Sunday, June 24, 2007

Nested fact joins

One cannot have everything the way he would like it --Mark Twain

In the absence of other advanced techniques for star join optimization, nested fact join with dimensions while ensuring that the indexes are used for each dimension join delivers reasonable performance.

The following indexes are created on the star schema example shown:
  1. Primary key unique index on surrogate key for each dimension. One index each is created on: calendar (calendar_key), transaction_details (transaction_detail_key), product (product_key), sales_organization (sales_org_key)
  2. One index is created for each foreign key on the fact table: sales_transaction (calendar_key), sales_transaction (transaction_detail_key), sales_transaction (product_key), sales_organization (sales_org_key)
  3. In addition some indexes may be created on the dimension attributes that are frequently queried: transaction_details (transaction_type), product (category), sales_organization (store), etc.
Consider a typical query:
mysql> SELECT transaction_type, product.category, store, sum(dollar_retail_amount - dollar_discount_amount) AS dollar_sales
-----> FROM sales_transaction, calendar, transaction_details, product, sales_organization
-----> WHERE sales_transaction.calendar_key = calendar.calendar_key
-----> AND
sales_transaction.transaction_detail_key = transaction_details.transaction_detail_key
----->
AND sales_transaction.product_key = product.product_key
-----> AND sales_transaction.sales_org_key = sales_organization.sales_org_key
-----> AND calendar.month = 200702
-----> AND transaction_type = '1-Regular'
-----> AND product.category in ('Apparel', 'Personal Care')
-----> AND store in ('Sierra', 'Tundra')
-----> GROUP BY transaction_type, product.category, store;
As long as the optimization rules for a star schema are followed, the explain plan determined by the optimizer will look very similar to this:
.+---+-------------+---------------------+--------+-----------------------------------------------------------------------------------+------------------------+------------------------------------------------+----------------------------------------------+
.|id | select_type | table | type | possible_keys | key | ref | Extra |
.+---+-------------+---------------------+--------+-----------------------------------------------------------------------------------+------------------------+------------------------------------------------+----------------------------------------------+
1| 1 | SIMPLE | transaction_details | range | PRIMARY,trans_type_idx |
trans_type_idx | NULL | Using where; Using temporary; Using filesort |
2| 1 | SIMPLE | sales_transaction | ref | s_trans_cal_key_idx,s_trans_detail_key_idx,s_trans_prod_key_idx,s_trans_s_org_idx |
s_trans_detail_key_idx | dwh.transaction_details.transaction_detail_key | Using where |
3| 1 | SIMPLE | product | eq_ref | PRIMARY,prod_category_idx | PRIMARY | dwh.sales_transaction.product_key | Using where |
4| 1 | SIMPLE | sales_organization | eq_ref | PRIMARY,sales_org_store_idx | PRIMARY | dwh.sales_transaction.sales_org_key | Using where |
5| 1 | SIMPLE | calendar | eq_ref |
PRIMARY | PRIMARY | dwh.sales_transaction.calendar_key | Using where |
.+---+-------------+---------------------+--------+-----------------------------------------------------------------------------------+------------------------+------------------------------------------------+----------------------------------------------+
The following steps are executed in this explain plan:
  1. Filter dimension (transaction_details) rows using the index in the filtered attribute in the where clause
  2. Filter fact rows by joining the fact to the dimension rows filtered in step 1, the fact foreign key index is used for the join
  3. Filter the fact rows further by joining it with the next dimension (product), the dimension primary key index is used for the join
  4. Filter the fact rows further by joining it with the next dimension (sales_organization), the dimension primary key index is used for the join
  5. Filter the fact rows further by joining it with the next dimension (calendar), the dimension primary key index is used for the join
This is as good as it gets in the absence of bitmap indexes.
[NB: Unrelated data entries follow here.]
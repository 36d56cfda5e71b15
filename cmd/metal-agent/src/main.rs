use std::path::PathBuf;
use std::sync::Arc;

use actix_web::{get, middleware, web::Data, App, HttpRequest, HttpResponse, HttpServer, Responder};
use clap::{crate_authors, crate_description, crate_version, Parser};
use kube::Config;
use prometheus_client::registry::Registry;

use llmkube_k8s_util::client::new_client_with_metrics;
use llmkube_metal_agent::agent::Agent;
use llmkube_metal_agent::executor::Executor;
use llmkube_metal_agent::metrics::Metrics;
use llmkube_metal_agent::registry::resolve_host_ip;
use llmkube_metal_agent::watcher;
use llmkube_operator::telemetry;

#[get("/metrics")]
async fn metrics(state: Data<Metrics>, _req: HttpRequest) -> impl Responder {
    HttpResponse::Ok()
        .content_type("application/openmetrics-text; version=1.0.0; charset=utf-8")
        .body(state.encode())
}

#[get("/healthz")]
async fn healthz(_: HttpRequest) -> impl Responder {
    HttpResponse::Ok().json("healthy")
}

#[derive(Parser, Debug)]
#[command(
    name = "llmkube-metal-agent",
    about = crate_description!(),
    version = crate_version!(),
    author = crate_authors!("\n"),
)]
struct Args {
    #[arg(long, env)]
    namespace: Option<String>,

    #[arg(long, default_value = "/var/lib/llmkube/metal-models", env)]
    model_store: PathBuf,

    #[arg(long, default_value = "llama-server", env)]
    llama_server: PathBuf,

    #[arg(long, default_value_t = 9090, env)]
    port: u32,

    #[arg(long, env)]
    host_ip: Option<String>,

    #[arg(long, default_value = "info", env)]
    log_filter: String,

    #[arg(long, value_enum, default_value_t = telemetry::LogFormat::Text, env)]
    log_format: telemetry::LogFormat,

    #[arg(long, env = "OPENTELEMETRY_ENDPOINT_URL")]
    tracing_url: Option<String>,

    #[arg(long, default_value_t = 0.1, env)]
    sample_ratio: f64,
}

#[tokio::main]
async fn main() -> anyhow::Result<()> {
    let args = Args::parse();

    telemetry::init(
        &args.log_filter,
        args.log_format,
        "llmkube-metal-agent",
        args.tracing_url.as_deref(),
        args.sample_ratio,
    )
    .await?;

    let mut registry = Registry::with_prefix("llmkube_metal_agent");
    let config = Config::infer().await?;
    let client = new_client_with_metrics(config, &mut registry).await?;

    let host_ip = resolve_host_ip(args.host_ip.as_deref()).await?;
    let metrics_state = Metrics::default();
    let executor = Arc::new(Executor::new(args.model_store, args.llama_server));
    let agent = Arc::new(Agent::new(client.clone(), executor, host_ip, metrics_state.clone()));

    let (tx, rx) = tokio::sync::mpsc::channel(64);
    let watcher = watcher::run(client, args.namespace, tx);
    let agent_loop = agent.run(rx);

    let server = HttpServer::new(move || {
        App::new()
            .app_data(Data::new(metrics_state.clone()))
            .wrap(middleware::Logger::default().exclude("/healthz"))
            .service(healthz)
            .service(metrics)
    })
    .bind(format!("0.0.0.0:{}", args.port))?
    .shutdown_timeout(5);

    tokio::join!(watcher, agent_loop, server.run()).2?;
    Ok(())
}
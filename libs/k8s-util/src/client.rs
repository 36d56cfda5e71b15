use crate::metrics::MetricsLayer;

use hyper_util::rt::TokioExecutor;
use kube::Result;
use kube::{client::ConfigExt, Client, Config};
use prometheus_client::registry::Registry;
use tower::ServiceBuilder;

/// Builds a `kube::Client` instrumented with `MetricsLayer`, so every call
/// the controller and the metal agent make against the API server shows up
/// in the process's own `/metrics` endpoint.
pub async fn new_client_with_metrics(config: Config, registry: &mut Registry) -> Result<Client> {
    let metrics_layer = MetricsLayer::new(registry);
    let https = config.rustls_https_connector()?;
    let service = ServiceBuilder::new()
        .layer(metrics_layer)
        .layer(config.base_uri_layer())
        .option_layer(config.auth_layer()?)
        .service(hyper_util::client::legacy::Client::builder(TokioExecutor::new()).build(https));

    Ok(Client::new(service, config.default_namespace))
}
The large fact table is joined iteratively, again and again, with the small dimensions using appropriate indexes to quickly bring down the number of rows to be retrieved for the final result set. Note that the index creation rule described above is very simple and straightforward as no concatenated indexes are required on the fact foreign keys. The optimizer plan works well irrespective of whether some or all the dimensions are used for restricting fact rows.